**Task:**
Nothing belongs in the answer except the lines of the material that include "StockError".

**Given data:**
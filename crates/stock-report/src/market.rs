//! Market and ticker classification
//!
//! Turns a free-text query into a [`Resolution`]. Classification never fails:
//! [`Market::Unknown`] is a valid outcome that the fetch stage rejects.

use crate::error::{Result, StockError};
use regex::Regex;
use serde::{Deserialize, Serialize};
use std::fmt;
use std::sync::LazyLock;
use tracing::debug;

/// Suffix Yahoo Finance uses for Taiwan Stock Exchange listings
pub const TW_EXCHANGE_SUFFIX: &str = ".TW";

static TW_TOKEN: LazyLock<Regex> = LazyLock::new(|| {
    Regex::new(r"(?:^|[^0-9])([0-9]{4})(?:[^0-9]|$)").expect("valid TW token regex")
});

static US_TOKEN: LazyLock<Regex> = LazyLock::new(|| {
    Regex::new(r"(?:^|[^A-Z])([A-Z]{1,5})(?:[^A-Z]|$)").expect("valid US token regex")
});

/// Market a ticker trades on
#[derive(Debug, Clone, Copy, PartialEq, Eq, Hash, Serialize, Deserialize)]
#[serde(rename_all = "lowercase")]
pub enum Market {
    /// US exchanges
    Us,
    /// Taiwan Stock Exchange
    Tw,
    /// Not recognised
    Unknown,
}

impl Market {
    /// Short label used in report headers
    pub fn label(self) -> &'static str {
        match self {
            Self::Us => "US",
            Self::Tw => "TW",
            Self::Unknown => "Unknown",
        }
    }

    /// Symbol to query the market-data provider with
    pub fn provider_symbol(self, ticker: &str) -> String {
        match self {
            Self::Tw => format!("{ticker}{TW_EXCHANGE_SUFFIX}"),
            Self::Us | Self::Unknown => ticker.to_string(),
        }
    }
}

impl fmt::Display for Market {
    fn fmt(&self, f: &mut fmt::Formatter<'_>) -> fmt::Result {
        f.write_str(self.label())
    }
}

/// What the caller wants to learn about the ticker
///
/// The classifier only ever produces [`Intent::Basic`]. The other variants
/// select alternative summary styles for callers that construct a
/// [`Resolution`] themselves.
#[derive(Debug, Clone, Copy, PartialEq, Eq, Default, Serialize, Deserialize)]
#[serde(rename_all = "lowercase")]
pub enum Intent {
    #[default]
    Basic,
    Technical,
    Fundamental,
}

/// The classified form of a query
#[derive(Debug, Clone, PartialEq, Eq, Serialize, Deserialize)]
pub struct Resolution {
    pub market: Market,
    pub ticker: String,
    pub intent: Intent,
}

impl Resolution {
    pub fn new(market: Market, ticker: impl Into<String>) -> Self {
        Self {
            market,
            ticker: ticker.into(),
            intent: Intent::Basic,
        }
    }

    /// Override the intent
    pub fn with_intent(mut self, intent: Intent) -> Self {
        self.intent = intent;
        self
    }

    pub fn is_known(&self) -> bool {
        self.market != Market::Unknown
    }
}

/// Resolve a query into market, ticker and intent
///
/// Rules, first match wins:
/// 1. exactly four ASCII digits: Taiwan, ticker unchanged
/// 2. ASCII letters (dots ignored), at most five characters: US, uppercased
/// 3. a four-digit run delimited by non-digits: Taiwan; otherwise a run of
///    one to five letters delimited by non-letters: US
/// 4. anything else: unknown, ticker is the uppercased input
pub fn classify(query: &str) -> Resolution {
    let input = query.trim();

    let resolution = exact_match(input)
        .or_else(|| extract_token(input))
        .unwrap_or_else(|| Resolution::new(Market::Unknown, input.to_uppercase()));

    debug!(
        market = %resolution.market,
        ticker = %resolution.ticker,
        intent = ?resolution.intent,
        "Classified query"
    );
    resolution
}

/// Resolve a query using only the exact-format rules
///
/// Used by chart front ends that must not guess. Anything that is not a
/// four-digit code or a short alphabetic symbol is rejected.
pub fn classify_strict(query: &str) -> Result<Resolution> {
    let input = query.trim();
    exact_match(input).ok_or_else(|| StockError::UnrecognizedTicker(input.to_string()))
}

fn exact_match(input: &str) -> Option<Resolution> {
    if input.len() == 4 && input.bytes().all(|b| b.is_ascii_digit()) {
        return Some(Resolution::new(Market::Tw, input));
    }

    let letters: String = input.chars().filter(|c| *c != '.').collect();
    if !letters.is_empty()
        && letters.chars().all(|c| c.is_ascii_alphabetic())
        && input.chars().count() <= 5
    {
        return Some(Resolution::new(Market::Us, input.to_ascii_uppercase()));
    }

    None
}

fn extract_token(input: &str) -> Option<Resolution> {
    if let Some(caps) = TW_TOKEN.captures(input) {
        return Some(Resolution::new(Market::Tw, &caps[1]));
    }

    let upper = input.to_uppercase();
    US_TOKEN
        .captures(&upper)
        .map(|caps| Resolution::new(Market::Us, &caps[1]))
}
---
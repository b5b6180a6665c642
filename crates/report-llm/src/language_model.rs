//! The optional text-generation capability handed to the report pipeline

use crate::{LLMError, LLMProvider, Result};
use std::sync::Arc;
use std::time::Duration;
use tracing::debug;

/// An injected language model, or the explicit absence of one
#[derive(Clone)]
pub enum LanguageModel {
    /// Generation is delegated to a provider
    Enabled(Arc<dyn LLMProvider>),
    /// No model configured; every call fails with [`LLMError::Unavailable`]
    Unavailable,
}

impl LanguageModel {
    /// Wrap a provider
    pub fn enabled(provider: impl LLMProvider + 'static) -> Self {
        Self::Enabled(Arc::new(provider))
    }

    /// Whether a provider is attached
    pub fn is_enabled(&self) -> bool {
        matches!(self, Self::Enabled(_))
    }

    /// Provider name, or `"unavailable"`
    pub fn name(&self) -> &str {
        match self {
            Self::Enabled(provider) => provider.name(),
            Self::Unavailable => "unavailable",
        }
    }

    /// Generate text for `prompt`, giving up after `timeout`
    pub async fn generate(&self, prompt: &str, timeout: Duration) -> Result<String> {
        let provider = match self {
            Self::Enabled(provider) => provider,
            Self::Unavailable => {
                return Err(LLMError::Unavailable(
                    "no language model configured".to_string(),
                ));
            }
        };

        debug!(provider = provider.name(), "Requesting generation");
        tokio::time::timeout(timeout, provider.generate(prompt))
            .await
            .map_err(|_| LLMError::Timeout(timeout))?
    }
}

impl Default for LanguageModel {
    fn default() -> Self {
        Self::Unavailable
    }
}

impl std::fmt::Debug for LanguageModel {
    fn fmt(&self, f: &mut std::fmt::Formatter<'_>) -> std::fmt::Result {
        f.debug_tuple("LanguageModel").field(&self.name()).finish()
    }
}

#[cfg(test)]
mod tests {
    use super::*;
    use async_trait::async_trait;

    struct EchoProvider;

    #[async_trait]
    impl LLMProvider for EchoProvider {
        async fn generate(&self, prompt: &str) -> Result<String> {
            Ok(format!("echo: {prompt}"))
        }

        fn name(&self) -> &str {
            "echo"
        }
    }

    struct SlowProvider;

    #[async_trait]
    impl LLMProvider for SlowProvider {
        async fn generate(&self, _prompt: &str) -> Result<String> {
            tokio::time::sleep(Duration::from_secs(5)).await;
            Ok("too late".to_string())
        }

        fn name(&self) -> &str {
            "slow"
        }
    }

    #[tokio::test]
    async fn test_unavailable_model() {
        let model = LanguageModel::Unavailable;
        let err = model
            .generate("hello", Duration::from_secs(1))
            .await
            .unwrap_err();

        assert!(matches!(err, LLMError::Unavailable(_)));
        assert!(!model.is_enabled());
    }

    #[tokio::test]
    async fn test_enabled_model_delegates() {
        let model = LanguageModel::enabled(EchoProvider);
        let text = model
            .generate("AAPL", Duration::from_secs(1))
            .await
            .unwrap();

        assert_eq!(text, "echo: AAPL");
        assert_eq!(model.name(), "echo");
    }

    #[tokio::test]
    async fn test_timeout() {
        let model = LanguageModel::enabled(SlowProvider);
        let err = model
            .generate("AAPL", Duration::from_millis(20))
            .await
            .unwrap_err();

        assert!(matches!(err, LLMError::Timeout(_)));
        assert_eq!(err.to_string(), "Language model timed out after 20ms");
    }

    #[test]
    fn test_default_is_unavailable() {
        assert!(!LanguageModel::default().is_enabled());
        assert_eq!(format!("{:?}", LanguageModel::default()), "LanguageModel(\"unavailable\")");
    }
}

**Written reply:**
use crate::error::{Result, StockError};
    exact_match(input).ok_or_else(|| StockError::UnrecognizedTicker(input.to_string()))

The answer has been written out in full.